# Tarantulas in the Bahamas?



## Inuleki (Sep 10, 2003)

well, i just got back from the bahamas (grand bahama freeport area) on saturday, and i forgot to check before i went down... i was wondering if anyone knew of tarantulas to be found in the bahamas....

i'm going back down to Nassau sometime in march/april, and was thinking of at least going looking for them....

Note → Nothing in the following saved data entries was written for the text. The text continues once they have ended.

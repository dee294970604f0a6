//! Structural bundle validation.
//!
//! Three static checks, none of which ever invoke a runtime:
//!
//! - [`bundle_valid`]: `config.json`, `runtime.json` and the rootfs are
//!   present and readable
//! - [`config_valid`]: required `config.json` fields exist and are well typed
//! - [`runtime_valid`]: `runtime.json` is well formed for a target OS
//!
//! Documents are inspected as untyped JSON so that every problem becomes
//! its own diagnostic instead of stopping at the first decode error, and
//! unknown fields are ignored. All checks run to completion; the returned
//! [`Validation`] holds every finding in the order it was made.

use crate::bundle::resolve_rootfs;
use crate::constants::{
    CONFIG_FILE, DEFAULT_ROOTFS, DEFAULT_TARGET_OS, MAX_SWAPPINESS, NAMESPACE_TYPES,
    PRE_DRAFT_VERSION, RLIMIT_PREFIX, RUNTIME_FILE, SWAPPINESS_UNSET,
};
use crate::platform::Os;
use crate::spec::NamespaceType;
use serde_json::{Map, Value};
use std::collections::HashSet;
use std::fs;
use std::path::{Path, PathBuf};
use tracing::debug;

type Object = Map<String, Value>;

/// Outcome of a validation pass.
#[derive(Debug, Clone, Default, PartialEq, Eq)]
pub struct Validation {
    diagnostics: Vec<String>,
}

impl Validation {
    pub fn new() -> Self {
        Self::default()
    }

    /// True when nothing was found.
    pub fn is_valid(&self) -> bool {
        self.diagnostics.is_empty()
    }

    /// Findings in the order they were made.
    pub fn diagnostics(&self) -> &[String] {
        &self.diagnostics
    }

    /// Splits into the verdict and the findings.
    pub fn into_parts(self) -> (bool, Vec<String>) {
        (self.is_valid(), self.diagnostics)
    }

    /// True when any finding contains `needle`.
    pub fn mentions(&self, needle: &str) -> bool {
        self.diagnostics.iter().any(|d| d.contains(needle))
    }

    fn add(&mut self, diagnostic: impl Into<String>) {
        let diagnostic = diagnostic.into();
        debug!("validation: {}", diagnostic);
        self.diagnostics.push(diagnostic);
    }
}

// =============================================================================
// Entry Points
// =============================================================================

/// Checks that the bundle at `path` holds readable `config.json` and
/// `runtime.json` documents and a rootfs directory.
///
/// The rootfs is looked up at `root.path` from `config.json` when that can
/// be read, and at `rootfs` otherwise.
pub fn bundle_valid(path: &Path) -> Validation {
    let mut v = Validation::new();

    if !path.is_dir() {
        v.add(format!("bundle {} is not a directory", path.display()));
        return v;
    }

    let config = read_document(&mut v, &path.join(CONFIG_FILE), CONFIG_FILE);
    read_document(&mut v, &path.join(RUNTIME_FILE), RUNTIME_FILE);

    let root_path = config
        .as_ref()
        .and_then(|c| c.get("root"))
        .and_then(|r| r.get("path"))
        .and_then(Value::as_str)
        .filter(|p| !p.is_empty())
        .unwrap_or(DEFAULT_ROOTFS)
        .to_string();

    let rootfs = resolve_rootfs(path, &root_path);
    if !rootfs.exists() {
        v.add(format!("rootfs '{}' not found in bundle", root_path));
    } else if !rootfs.is_dir() {
        v.add(format!("rootfs '{}' is not a directory", root_path));
    }

    v
}

/// Checks a `config.json` document. `path` may name the file or a bundle.
pub fn config_valid(path: &Path) -> Validation {
    let mut v = Validation::new();
    let path = document_path(path, CONFIG_FILE);

    if let Some(doc) = read_document(&mut v, &path, CONFIG_FILE) {
        check_config(&mut v, &doc);
    }
    v
}

/// Checks a `runtime.json` document for `target_os`. `path` may name the
/// file or a bundle; an empty `target_os` means `linux`.
///
/// Linux targets require a `linux` block declaring a mount namespace.
/// Other targets only get the generic structural checks.
pub fn runtime_valid(path: &Path, target_os: &str) -> Validation {
    let mut v = Validation::new();
    let path = document_path(path, RUNTIME_FILE);
    let target_os = if target_os.trim().is_empty() {
        DEFAULT_TARGET_OS
    } else {
        target_os
    };

    if let Some(doc) = read_document(&mut v, &path, RUNTIME_FILE) {
        check_runtime_mounts(&mut v, &doc);
        if Os::parse(target_os) == Os::Linux {
            check_linux(&mut v, &doc);
        } else {
            debug!("Skipping Linux checks for target OS {}", target_os);
        }
    }
    v
}
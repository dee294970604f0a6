//! Error types for the conformance harness.

use std::path::PathBuf;

/// Result type alias for harness operations.
pub type Result<T> = std::result::Result<T, Error>;

/// Errors that can occur while building bundles, invoking runtimes or
/// driving test suites.
#[derive(Debug, thiserror::Error)]
pub enum Error {
    // =========================================================================
    // Bundle Errors
    // =========================================================================
    /// Invalid bundle (missing config.json, runtime.json or rootfs).
    #[error("invalid bundle at {path}: {reason}")]
    InvalidBundle { path: PathBuf, reason: String },

    /// Failed to build bundle.
    #[error("failed to build bundle: {0}")]
    BundleBuildFailed(String),

    /// Spec document could not be serialized.
    #[error("serialization error: {0}")]
    Serialization(String),

    // =========================================================================
    // Runtime Errors
    // =========================================================================
    /// The runtime under test failed to launch or exited non-zero.
    ///
    /// Displays as the captured output immediately followed by the
    /// underlying OS error text, so callers can match on either.
    #[error("{output}{reason}")]
    RuntimeFailed {
        runtime: String,
        output: String,
        reason: String,
    },

    /// No runtime registered under the requested name.
    #[error("runtime not found: {0}")]
    RuntimeNotFound(String),

    // =========================================================================
    // Suite Errors
    // =========================================================================
    /// No suite registered under the requested name.
    #[error("test suite not found: {0}")]
    SuiteNotFound(String),

    /// No case registered under the requested name within a suite.
    #[error("test case '{case}' not found in suite '{suite}'")]
    CaseNotFound { suite: String, case: String },

    /// A test case panicked instead of returning.
    #[error("test case '{case}' panicked: {message}")]
    CasePanicked { case: String, message: String },

    // =========================================================================
    // Configuration Errors
    // =========================================================================
    /// Harness configuration could not be loaded.
    #[error("configuration error: {0}")]
    Config(String),

    // =========================================================================
    // I/O Errors
    // =========================================================================
    /// Generic I/O error.
    #[error("I/O error: {0}")]
    Io(#[from] std::io::Error),

    /// JSON error.
    #[error("JSON error: {0}")]
    Json(#[from] serde_json::Error),
}

impl Error {
    /// Returns the output captured from the runtime, if this error carries any.
    pub fn output(&self) -> Option<&str> {
        match self {
            Self::RuntimeFailed { output, .. } => Some(output),
            _ => None,
        }
    }

    /// Returns true if this error came from invoking the runtime under test.
    pub fn is_runtime_failure(&self) -> bool {
        matches!(self, Self::RuntimeFailed { .. })
    }
}
impl SpecDocument {
    /// Creates a minimal valid document for the host platform.
    pub fn new() -> Self {
        Self::for_platform(Platform::detect())
    }

    /// Creates a minimal valid document for `platform`.
    ///
    /// Root is `rootfs` and read-only, the process has no terminal and runs
    /// as uid/gid 0, `proc` is mounted at `/proc`, swappiness is unset and
    /// a single new mount namespace is requested.
    pub fn for_platform(platform: Platform) -> Self {
        let config = ConfigSpec {
            version: SPEC_VERSION.to_string(),
            platform: platform.into(),
            root: Root {
                path: DEFAULT_ROOTFS.to_string(),
                readonly: true,
            },
            process: Process {
                terminal: false,
                user: User::default(),
                args: vec!["sh".to_string()],
            },
            mounts: vec![MountPoint {
                name: "proc".to_string(),
                path: "/proc".to_string(),
            }],
        };

        let mut mounts = BTreeMap::new();
        mounts.insert(
            "proc".to_string(),
            MountSource {
                mount_type: "proc".to_string(),
                source: "proc".to_string(),
                options: Vec::new(),
            },
        );

        let runtime = RuntimeSpec {
            mounts,
            linux: Some(LinuxRuntime {
                namespaces: vec![Namespace::new(NamespaceType::Mount)],
                resources: Some(Resources {
                    memory: Memory::default(),
                }),
                rlimits: Vec::new(),
            }),
        };

        Self { config, runtime }
    }

    // =========================================================================
    // Mutators
    // =========================================================================

    /// Replaces the rlimits with exactly `rlimit`.
    pub fn set_rlimits(&mut self, rlimit: Rlimit) -> &mut Self {
        self.linux_mut().rlimits = vec![rlimit];
        self
    }

    /// Replaces the process arguments.
    pub fn set_args<I, S>(&mut self, args: I) -> &mut Self
    where
        I: IntoIterator<Item = S>,
        S: Into<String>,
    {
        self.config.process.args = args.into_iter().map(Into::into).collect();
        self
    }

    /// Points the root at `path` (relative to the bundle unless absolute).
    pub fn set_root_path(&mut self, path: impl Into<String>) -> &mut Self {
        self.config.root.path = path.into();
        self
    }

    /// Sets the process user.
    pub fn set_user(&mut self, uid: u32, gid: u32, additional_gids: Vec<u32>) -> &mut Self {
        self.config.process.user = User {
            uid,
            gid,
            additional_gids,
        };
        self
    }

    /// Sets memory swappiness; [`SWAPPINESS_UNSET`] clears it.
    pub fn set_swappiness(&mut self, swappiness: i64) -> &mut Self {
        self.linux_mut()
            .resources
            .get_or_insert_with(|| Resources {
                memory: Memory::default(),
            })
            .memory
            .swappiness = swappiness;
        self
    }

    /// Adds a namespace, replacing any existing entry of the same type.
    pub fn add_namespace(&mut self, namespace: Namespace) -> &mut Self {
        let namespaces = &mut self.linux_mut().namespaces;
        match namespaces.iter_mut().find(|ns| ns.ns_type == namespace.ns_type) {
            Some(existing) => *existing = namespace,
            None => namespaces.push(namespace),
        }
        self
    }

    /// Adds a named mount after the existing ones.
    ///
    /// A mount with the same name is replaced in place, keeping its
    /// position in the mount order.
    pub fn add_mount(&mut self, name: impl Into<String>, mount: Mount) -> &mut Self {
        let name = name.into();
        match self.config.mounts.iter_mut().find(|mp| mp.name == name) {
            Some(point) => point.path = mount.destination.clone(),
            None => self.config.mounts.push(MountPoint {
                name: name.clone(),
                path: mount.destination.clone(),
            }),
        }
        self.runtime.mounts.insert(
            name,
            MountSource {
                mount_type: mount.mount_type,
                source: mount.source,
                options: mount.options,
            },
        );
        self
    }

    fn linux_mut(&mut self) -> &mut LinuxRuntime {
        self.runtime.linux.get_or_insert_with(LinuxRuntime::default)
    }

    // =========================================================================
    // Accessors
    // =========================================================================

    /// Returns the mounts in application order.
    ///
    /// Mount points without a definition in `runtime.json` are skipped.
    pub fn mounts(&self) -> Vec<Mount> {
        self.config
            .mounts
            .iter()
            .filter_map(|point| {
                self.runtime.mounts.get(&point.name).map(|source| Mount {
                    mount_type: source.mount_type.clone(),
                    source: source.source.clone(),
                    destination: point.path.clone(),
                    options: source.options.clone(),
                })
            })
            .collect()
    }

    /// Returns the namespaces, empty when there is no Linux block.
    pub fn namespaces(&self) -> &[Namespace] {
        self.runtime
            .linux
            .as_ref()
            .map(|linux| linux.namespaces.as_slice())
            .unwrap_or(&[])
    }

    /// Returns the rlimits as they will be serialized.
    ///
    /// When a type appears more than once the last entry wins and takes
    /// the position of that last occurrence.
    pub fn rlimits(&self) -> Vec<Rlimit> {
        let entries = self
            .runtime
            .linux
            .as_ref()
            .map(|linux| linux.rlimits.as_slice())
            .unwrap_or(&[]);
        let mut out: Vec<Rlimit> = Vec::with_capacity(entries.len());
        for entry in entries {
            out.retain(|r| r.rlimit_type != entry.rlimit_type);
            out.push(entry.clone());
        }
        out
    }

    // =========================================================================
    // Serialization
    // =========================================================================

    /// Serializes `config.json`.
    pub fn config_json(&self) -> Result<String> {
        serde_json::to_string_pretty(&self.config)
            .map_err(|e| Error::Serialization(format!("{}: {}", CONFIG_FILE, e)))
    }

    /// Serializes `runtime.json` with duplicate rlimits collapsed.
    pub fn runtime_json(&self) -> Result<String> {
        let mut runtime = self.runtime.clone();
        if let Some(linux) = runtime.linux.as_mut() {
            linux.rlimits = self.rlimits();
        }
        serde_json::to_string_pretty(&runtime)
            .map_err(|e| Error::Serialization(format!("{}: {}", RUNTIME_FILE, e)))
    }

    /// Parses a document from the contents of both files.
    pub fn from_json(config: &str, runtime: &str) -> Result<Self> {
        Ok(Self {
            config: serde_json::from_str(config)?,
            runtime: serde_json::from_str(runtime)?,
        })
    }

    /// Writes `config.json` and `runtime.json` into `dir`, replacing any
    /// existing files.
    pub fn write_to(&self, dir: &Path) -> Result<()> {
        let config = self.config_json()?;
        let runtime = self.runtime_json()?;

        fs::write(dir.join(CONFIG_FILE), config).map_err(|e| {
            Error::BundleBuildFailed(format!("failed to write {}: {}", CONFIG_FILE, e))
        })?;
        fs::write(dir.join(RUNTIME_FILE), runtime).map_err(|e| {
            Error::BundleBuildFailed(format!("failed to write {}: {}", RUNTIME_FILE, e))
        })?;

        debug!("Wrote spec documents to {}", dir.display());
        Ok(())
    }

    /// Loads both documents from `dir`.
    pub fn load(dir: &Path) -> Result<Self> {
        let config = fs::read_to_string(dir.join(CONFIG_FILE))?;
        let runtime = fs::read_to_string(dir.join(RUNTIME_FILE))?;
        Self::from_json(&config, &runtime)
    }
}

impl Default for SpecDocument {
    fn default() -> Self {
        Self::new()
    }
}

i heard conflicting reports from the locals i asked, some said yeah, some said no.... some said out by lucaya national park, some said down in nassau, some said there weren't any, and i'm quite curious to know....

thanks,
-Joshua


----------



## Inuleki (Sep 12, 2003)

so...... noone knows, or is it really so obvious that i should know and everyone is shunning me for stupidity?


----------



## Charlie (Sep 12, 2003)

*Not me*

I don't know man. 

Why don't you e-mail the expert?

I have found that if you have a legitimate question Rick West will answer it.

-Charlie


----------



## Inuleki (Sep 12, 2003)

i will, but i thought i'd not trouble him unless i couldn't find answers here.


----------



## jezzy607 (Sep 12, 2003)

Do not take this as factual, but I once heard/read that most or all of the terrestrial species that were native to the bahamas were wiped out as a result of the introduction of feral pigs and cane toads.  I am not sure where I got this info from, and I may be wrong about the bahamas, it may be jamaica or another carribean(sp?) island that this happened, if it indeed is factual.


----------



## Rick_C_West (Sep 12, 2003)

*Bahamas tarantula*

Cyrtopholis bonhotei (F.O.P. Cambridge, 1901) is a ground-
dwelling, fossorial, medium-sized, dark brown theraphosid 
spider that occurs around Nassau and the small airport on 
Bimini Island.  Good luck.
Rick C. West


----------



## Inuleki (Sep 12, 2003)

thanks for responding everyone! esp. rick!  i'll definately be on the lookout when i go down there next!


----------



## ~The Rat~ (Sep 13, 2003)

My family & I were in Cozumel Mexico for a week. I seen three to four molts in the jungle.


----------



## chuck (Sep 13, 2003)

Jez Rick, you seem to have them located to the zip code "on the small airport" cant get any closer than that


----------



## noboyscout (Sep 14, 2003)

Check it out, Rick to the time to answer your posting.. He's just a regular guy.


----------



## Inuleki (Sep 14, 2003)

well... i did e-mail him... and i really aprecciate tht he answered, but even moreso i'm happy that now when i go down to nassau i'll know where to look!


----------



## metzgerzoo (Mar 7, 2004)

Bring some home for us too!!!!


----------